Preparations were also extensive for a May 2015 conference in Miami, where Labor staff agreed to send Perez, hoping to “build grassroots support” for the initiative, according to one e-mail.

Ahead of the event, AARP senior adviser John Cummings wrote to Perez’s office that the crowd could be as large as 1,000 people, and to ensure attendance it would advertise the speech “as well as offer refreshments to entice.”

AARP and Labor traded draft press releases as the meeting approached, with the trade group’s representative also offering to send talking points to the agency.

An AARP official also suggested Yahoo Finance might be a good place to get news coverage. “We typically have pitched the producer/writer and she pitches her editors and then does the soft piece,” wrote Josh Rosenblum of AARP media relations on April 29 to a Perez spokeswoman.

Preparing Questions

Rosenblum, in an interview, explained that his reference to “soft” pieces was about stories that help educate consumers, as opposed to hard-hitting, investigative journalism.

As they prepped for an on-stage discussion between Perez and the AARP president in Miami, the two sides exchanged a four-page document of possible questions and answers. “How specifically are people being harmed under the current regulatory environment?” read one. “Some may say that financial professionals are already well regulated.

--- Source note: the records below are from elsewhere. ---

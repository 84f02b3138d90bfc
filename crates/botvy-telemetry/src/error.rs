//! Logging setup failures.

use thiserror::Error;

/// Why [`setup_logging`](crate::setup_logging) gave up.
#[derive(Debug, Error)]
pub enum TelemetryError {
    /// Unknown format name or an unparsable filter directive.
    #[error("bad logging setting: {0}")]
    BadSetting(String),

    /// A global subscriber was already installed in this process.
    #[error("cannot install log subscriber: {0}")]
    SubscriberInstalled(String),

    /// The log directory could not be created.
    #[error(transparent)]
    Io(#[from] std::io::Error),
}

/// Shorthand for logging setup results.
pub type TelemetryResult<T> = Result<T, TelemetryError>;
//! What a plugin sees while it initializes.

use std::fmt;
use std::str::FromStr;

use serde::{Deserialize, Serialize};

use crate::error::PluginError;
use crate::plugin::PluginId;
use crate::registry::ServiceRegistry;

/// Which half of the application is bringing plugins up.
#[derive(Debug, Clone, Copy, PartialEq, Eq, Hash, Default, Serialize, Deserialize)]
#[serde(rename_all = "lowercase")]
pub enum InitializationSide {
    /// The desktop client.
    #[default]
    Client,
    /// The background server.
    Server,
}

impl fmt::Display for InitializationSide {
    fn fmt(&self, f: &mut fmt::Formatter<'_>) -> fmt::Result {
        match self {
            Self::Client => f.write_str("client"),
            Self::Server => f.write_str("server"),
        }
    }
}

impl FromStr for InitializationSide {
    type Err = PluginError;

    fn from_str(s: &str) -> Result<Self, Self::Err> {
        match s.to_ascii_lowercase().as_str() {
            "client" => Ok(Self::Client),
            "server" => Ok(Self::Server),
            other => Err(PluginError::ExecutionFailed(format!(
                "unknown initialization side: {other}"
            ))),
        }
    }
}

/// Context handed to [`PluginModule::initialize`](crate::PluginModule::initialize).
#[derive(Debug, Clone, Copy)]
pub struct PluginContext<'a> {
    plugin_id: &'a PluginId,
    side: InitializationSide,
    registry: &'a ServiceRegistry,
}

impl<'a> PluginContext<'a> {
    /// Create a context for one plugin.
    #[must_use]
    pub fn new(
        plugin_id: &'a PluginId,
        side: InitializationSide,
        registry: &'a ServiceRegistry,
    ) -> Self {
        Self {
            plugin_id,
            side,
            registry,
        }
    }

    /// The plugin being initialized.
    #[must_use]
    pub fn plugin_id(&self) -> &PluginId {
        self.plugin_id
    }

    /// Client or server.
    #[must_use]
    pub fn side(&self) -> InitializationSide {
        self.side
    }

    /// Shared services, read-only once loading is done.
    #[must_use]
    pub fn registry(&self) -> &ServiceRegistry {
        self.registry
    }
}
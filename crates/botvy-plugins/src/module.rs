//! Turning a module path into code.
//!
//! Plugin code is compiled into the host and registered by name in a
//! [`ModuleTable`]. On disk a plugin only ships *module stubs*: tiny TOML files
//! whose `default` key names the export they stand for.
//!
//! ```toml
//! # main.toml
//! default = "explorer"
//! ```
//!
//! A [`ModuleSource`] maps a stub path to its [`ModuleExport`]. Keeping the
//! lookup behind a trait lets a host swap in another strategy (dynamic
//! libraries, an embedded scripting runtime) without touching the instantiator.

use std::collections::HashMap;
use std::fmt;
use std::path::Path;
use std::sync::Arc;

use async_trait::async_trait;
use tracing::trace;

use crate::error::{PluginError, PluginResult};
use crate::plugin::PluginModule;
use crate::registry::{PluginFactory, ServiceRegistry};

/// Key in a module stub naming the export.
pub const DEFAULT_EXPORT_KEY: &str = "default";

/// A bundle of registry bindings a plugin applies before its entrypoint loads.
pub trait ContainerModule: Send + Sync {
    /// Bind services into the registry.
    ///
    /// # Errors
    ///
    /// Returns an error if a binding fails, e.g. because its key is taken.
    fn load(&self, registry: &mut ServiceRegistry) -> PluginResult<()>;
}

/// What a module stub resolves to.
#[derive(Clone)]
pub enum ModuleExport {
    /// Plugin code, used as an entrypoint.
    Plugin(PluginFactory),
    /// Registry bindings, used as an additional container binding.
    Bindings(Arc<dyn ContainerModule>),
}

impl ModuleExport {
    /// Short name of the export kind, for error messages.
    #[must_use]
    pub fn kind(&self) -> &'static str {
        match self {
            Self::Plugin(_) => "plugin",
            Self::Bindings(_) => "binding module",
        }
    }
}

impl fmt::Debug for ModuleExport {
    fn fmt(&self, f: &mut fmt::Formatter<'_>) -> fmt::Result {
        f.debug_tuple("ModuleExport").field(&self.kind()).finish()
    }
}

/// The host's build-time table of loadable exports.
#[derive(Clone, Default)]
pub struct ModuleTable {
    exports: HashMap<String, ModuleExport>,
}

impl fmt::Debug for ModuleTable {
    fn fmt(&self, f: &mut fmt::Formatter<'_>) -> fmt::Result {
        f.debug_struct("ModuleTable")
            .field("exports", &self.names())
            .finish()
    }
}

impl ModuleTable {
    /// Create an empty table.
    #[must_use]
    pub fn new() -> Self {
        Self::default()
    }

    /// Register plugin code under `name`, replacing any previous export.
    #[must_use]
    pub fn with_plugin<F>(mut self, name: impl Into<String>, factory: F) -> Self
    where
        F: Fn(&ServiceRegistry) -> PluginResult<Box<dyn PluginModule>> + Send + Sync + 'static,
    {
        self.insert(name, ModuleExport::Plugin(Arc::new(factory)));
        self
    }

    /// Register a binding module under `name`, replacing any previous export.
    #[must_use]
    pub fn with_bindings<C>(mut self, name: impl Into<String>, module: C) -> Self
    where
        C: ContainerModule + 'static,
    {
        self.insert(name, ModuleExport::Bindings(Arc::new(module)));
        self
    }

    /// Register an export. Returns the one it replaced, if any.
    pub fn insert(
        &mut self,
        name: impl Into<String>,
        export: ModuleExport,
    ) -> Option<ModuleExport> {
        self.exports.insert(name.into(), export)
    }

    /// Look up an export.
    #[must_use]
    pub fn get(&self, name: &str) -> Option<&ModuleExport> {
        self.exports.get(name)
    }

    /// Registered export names, sorted.
    #[must_use]
    pub fn names(&self) -> Vec<&str> {
        let mut names: Vec<&str> = self.exports.keys().map(String::as_str).collect();
        names.sort_unstable();
        names
    }

    /// Number of registered exports.
    #[must_use]
    pub fn len(&self) -> usize {
        self.exports.len()
    }

    /// Whether the table is empty.
    #[must_use]
    pub fn is_empty(&self) -> bool {
        self.exports.is_empty()
    }
}

/// Resolves a module path to an export.
#[async_trait]
pub trait ModuleSource: Send + Sync {
    /// Load the module at `path`.
    ///
    /// # Errors
    ///
    /// Returns an error if the module cannot be read or has no usable default
    /// export.
    async fn load_module(&self, path: &Path) -> PluginResult<ModuleExport>;
}

/// Reads TOML module stubs and looks their `default` export up in a table.
#[derive(Debug, Clone)]
pub struct StubModuleSource {
    table: ModuleTable,
}

impl StubModuleSource {
    /// Create a source backed by `table`.
    #[must_use]
    pub fn new(table: ModuleTable) -> Self {
        Self { table }
    }

    /// The backing table.
    #[must_use]
    pub fn table(&self) -> &ModuleTable {
        &self.table
    }

    /// Parse stub contents into the export name.
    fn export_name(path: &Path, contents: &str) -> PluginResult<String> {
        let stub: toml::Table =
            toml::from_str(contents).map_err(|e| PluginError::InvalidModuleStub {
                path: path.to_path_buf(),
                message: e.to_string(),
            })?;

        match stub.get(DEFAULT_EXPORT_KEY) {
            None => Err(PluginError::NoDefaultExport {
                path: path.to_path_buf(),
            }),
            Some(toml::Value::String(name)) if !name.is_empty() => Ok(name.clone()),
            Some(_) => Err(PluginError::InvalidModuleStub {
                path: path.to_path_buf(),
                message: format!("`{DEFAULT_EXPORT_KEY}` must be a non-empty string"),
            }),
        }
    }
}

#[async_trait]
impl ModuleSource for StubModuleSource {
    async fn load_module(&self, path: &Path) -> PluginResult<ModuleExport> {
        let contents = tokio::fs::read_to_string(path).await.map_err(|e| {
            PluginError::InvalidModuleStub {
                path: path.to_path_buf(),
                message: format!("could not read module stub: {e}"),
            }
        })?;

        let name = Self::export_name(path, &contents)?;
        trace!(path = %path.display(), export = %name, "Resolved module stub");

        self.table
            .get(&name)
            .cloned()
            .ok_or_else(|| PluginError::UnknownExport {
                path: path.to_path_buf(),
                export: name,
            })
    }
}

Are they really?” read another.

“We are open to any and all suggestions and any questions your team may want to use instead,’’ AARP’s Cummings wrote to Labor.

Perez’s staff was also told in a memo from AARP dated April 29 that during an audience question and answer period, an executive from the group “would handle and deflect any questions that are not germane to the topics or are deemed inappropriate.”